Here is the summary of financial questions facing Koh:
 Historical performance of Star River Electronics Ltd. assessment and positive and
negative insights
 Financial forecast of Star River Electronics Ltd. ’s performance for next 2 years
(2002 and 2003)
 Estimate weighted average cost of capital (WACC)
 Assess the new packaging machine investment
For Historical performance of Star River. assessment and positive and negative insights,
after we assess historical ratio analysis in Exhibit 3 and financial statements during the
period, we highlight some insights of overall financial health of the company.
For the positives, there are some main things to highlight: the increase in ROA and ROE,
the continued high growth rate for sales and assets, and the high current and quick ratios.
 The ROE increased from 11.7% in 2000 to 15.2% in 2001.
 Additionally, the ROA increased from 3.0% to 3.9%.
 However, ROA is still below its 1999 and 1998 level.
 Sales continuously grew (11.4% in 1999, 15.6% in 2000, and 14.5% in 2001),
however earnings did not grow with sales.
 Company managed to stay profitable over the past five years.
 Company issued dividends to shareholders on a consistent basis.

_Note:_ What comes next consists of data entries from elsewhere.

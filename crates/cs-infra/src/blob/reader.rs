use std::io::{self, BufReader, Read};
use std::path::Path;
use std::pin::Pin;
use std::task::{ready, Context, Poll};

use cs_core::{Blob, ContentStream, StoreResult};
use flate2::read::GzDecoder;
use tokio::fs::{self, File};
use tokio::io::{AsyncRead, ReadBuf};
use tokio::sync::mpsc;

const INFLATE_CHUNK: usize = 64 * 1024;
/// Inflated chunks buffered ahead of the reader.
const INFLATE_QUEUE: usize = 4;

/// Open a local blob as a stream of its raw (uncompressed) bytes.
///
/// Compressed blobs are inflated on a blocking thread a chunk at a time, so
/// memory stays bounded by the queue no matter how large the blob is.
/// Corruption surfaces as a read error on the stream.
pub async fn open_blob(blob: &Blob) -> StoreResult<ContentStream> {
    let file = File::open(blob.path()).await?;
    if !blob.is_compressed() {
        return Ok(Box::new(file));
    }

    let file = file.into_std().await;
    let (tx, rx) = mpsc::channel(INFLATE_QUEUE);
    tokio::task::spawn_blocking(move || inflate_into(file, tx));
    Ok(Box::new(InflatedStream {
        rx,
        chunk: Vec::new(),
        pos: 0,
    }))
}

fn inflate_into(file: std::fs::File, tx: mpsc::Sender<io::Result<Vec<u8>>>) {
    let mut decoder = GzDecoder::new(BufReader::new(file));
    loop {
        let mut chunk = vec![0u8; INFLATE_CHUNK];
        match decoder.read(&mut chunk) {
            Ok(0) => return,
            Ok(n) => {
                chunk.truncate(n);
                // A send error means the reader went away.
                if tx.blocking_send(Ok(chunk)).is_err() {
                    return;
                }
            }
            Err(err) if err.kind() == io::ErrorKind::Interrupted => continue,
            Err(err) => {
                let _ = tx.blocking_send(Err(err));
                return;
            }
        }
    }
}

struct InflatedStream {
    rx: mpsc::Receiver<io::Result<Vec<u8>>>,
    chunk: Vec<u8>,
    pos: usize,
}

impl AsyncRead for InflatedStream {
    fn poll_read(
        mut self: Pin<&mut Self>,
        cx: &mut Context<'_>,
        buf: &mut ReadBuf<'_>,
    ) -> Poll<io::Result<()>> {
        let this = &mut *self;
        while this.pos == this.chunk.len() {
            match ready!(this.rx.poll_recv(cx)) {
                Some(Ok(chunk)) => {
                    this.chunk = chunk;
                    this.pos = 0;
                }
                Some(Err(err)) => return Poll::Ready(Err(err)),
                None => return Poll::Ready(Ok(())),
            }
        }

        let n = (this.chunk.len() - this.pos).min(buf.remaining());
        buf.put_slice(&this.chunk[this.pos..this.pos + n]);
        this.pos += n;
        Poll::Ready(Ok(()))
    }
}

/// Delete a local file. A missing file is reported as `false`, not an error.
pub async fn remove_local_file(path: &Path) -> StoreResult<bool> {
    match fs::remove_file(path).await {
        Ok(()) => Ok(true),
        Err(err) if err.kind() == io::ErrorKind::NotFound => Ok(false),
        Err(err) => Err(err.into()),
    }
}

#[cfg(test)]
mod tests {
    use super::*;
    use crate::blob::{BlobBuilder, BlobBuilderOptions};
    use crate::incoming::IncomingArea;
    use cs_core::ContentDigest;
    use tokio::io::AsyncReadExt;

    const EIGHT_MIB: usize = 8 * 1024 * 1024;

    fn payload(len: usize) -> Vec<u8> {
        (0..len).map(|i| ((i * 31) % 251) as u8).collect()
    }

    async fn compressed_blob(area: &IncomingArea, content: &[u8]) -> anyhow::Result<Blob> {
        let mut builder = BlobBuilder::create(
            area,
            BlobBuilderOptions {
                compress: true,
                digest: true,
            },
        )
        .await?;
        builder.copy_from(&mut &content[..]).await?;
        Ok(builder.finish().await?)
    }

    #[tokio::test]
    async fn test_large_compressed_blob_streams_in_chunks() -> anyhow::Result<()> {
        let temp_dir = tempfile::tempdir()?;
        let area = IncomingArea::new(temp_dir.path())?;
        let content = payload(EIGHT_MIB);
        let blob = compressed_blob(&area, &content).await?;

        let mut stream = open_blob(&blob).await?;
        let mut first = vec![0u8; INFLATE_CHUNK * 2];
        let n = stream.read(&mut first).await?;
        assert!(n > 0 && n <= INFLATE_CHUNK);

        let mut rest = Vec::new();
        stream.read_to_end(&mut rest).await?;
        assert_eq!(n + rest.len(), EIGHT_MIB);

        let mut raw = first[..n].to_vec();
        raw.extend_from_slice(&rest);
        assert_eq!(ContentDigest::of(&raw), ContentDigest::of(&content));
        Ok(())
    }

    #[tokio::test]
    async fn test_truncated_blob_opens_and_fails_on_read() -> anyhow::Result<()> {
        let temp_dir = tempfile::tempdir()?;
        let area = IncomingArea::new(temp_dir.path())?;
        let blob = compressed_blob(&area, &payload(EIGHT_MIB)).await?;

        // Drop the gzip trailer.
        let len = tokio::fs::metadata(blob.path()).await?.len();
        let file = tokio::fs::OpenOptions::new()
            .write(true)
            .open(blob.path())
            .await?;
        file.set_len(len - 8).await?;
        drop(file);

        let mut stream = open_blob(&blob).await?;
        let mut first = vec![0u8; 1024];
        assert!(stream.read(&mut first).await? > 0);

        let mut rest = Vec::new();
        assert!(stream.read_to_end(&mut rest).await.is_err());
        Ok(())
    }

    #[tokio::test]
    async fn test_dropping_stream_early_is_harmless() -> anyhow::Result<()> {
        let temp_dir = tempfile::tempdir()?;
        let area = IncomingArea::new(temp_dir.path())?;
        let blob = compressed_blob(&area, &payload(EIGHT_MIB)).await?;

        let mut stream = open_blob(&blob).await?;
        let mut head = vec![0u8; 16];
        stream.read_exact(&mut head).await?;
        assert_eq!(head, payload(16));
        drop(stream);

        // The blob is still readable from the start.
        let mut raw = Vec::new();
        open_blob(&blob).await?.read_to_end(&mut raw).await?;
        assert_eq!(raw.len(), EIGHT_MIB);
        Ok(())
    }

    #[tokio::test]
    async fn test_remove_missing_file_is_false() -> anyhow::Result<()> {
        let temp_dir = tempfile::tempdir()?;
        let path = temp_dir.path().join("gone");
        assert!(!remove_local_file(&path).await?);

        tokio::fs::write(&path, b"x").await?;
        assert!(remove_local_file(&path).await?);
        Ok(())
    }
}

For the negatives, we would highlight the increase in debt and interest expense. A
significant weakness of the company lies in the fact that it needs to borrow money for
current operations. In addition, the cash shortage problem could stem from the fact that
the company is having a hard time collecting payments from customers, which would
help lower interest expenses if collected more efficiently. These when combined with the
need for capital expenditure (new packaging equipment) may be too much for the
company to handle. Overall, the company’s financial position is precarious. They are
taking on too much debt while making large capital expenditures. Star River’s financial
health is relatively weak and can become weaker if it decides to borrow money to acquire
new equipment.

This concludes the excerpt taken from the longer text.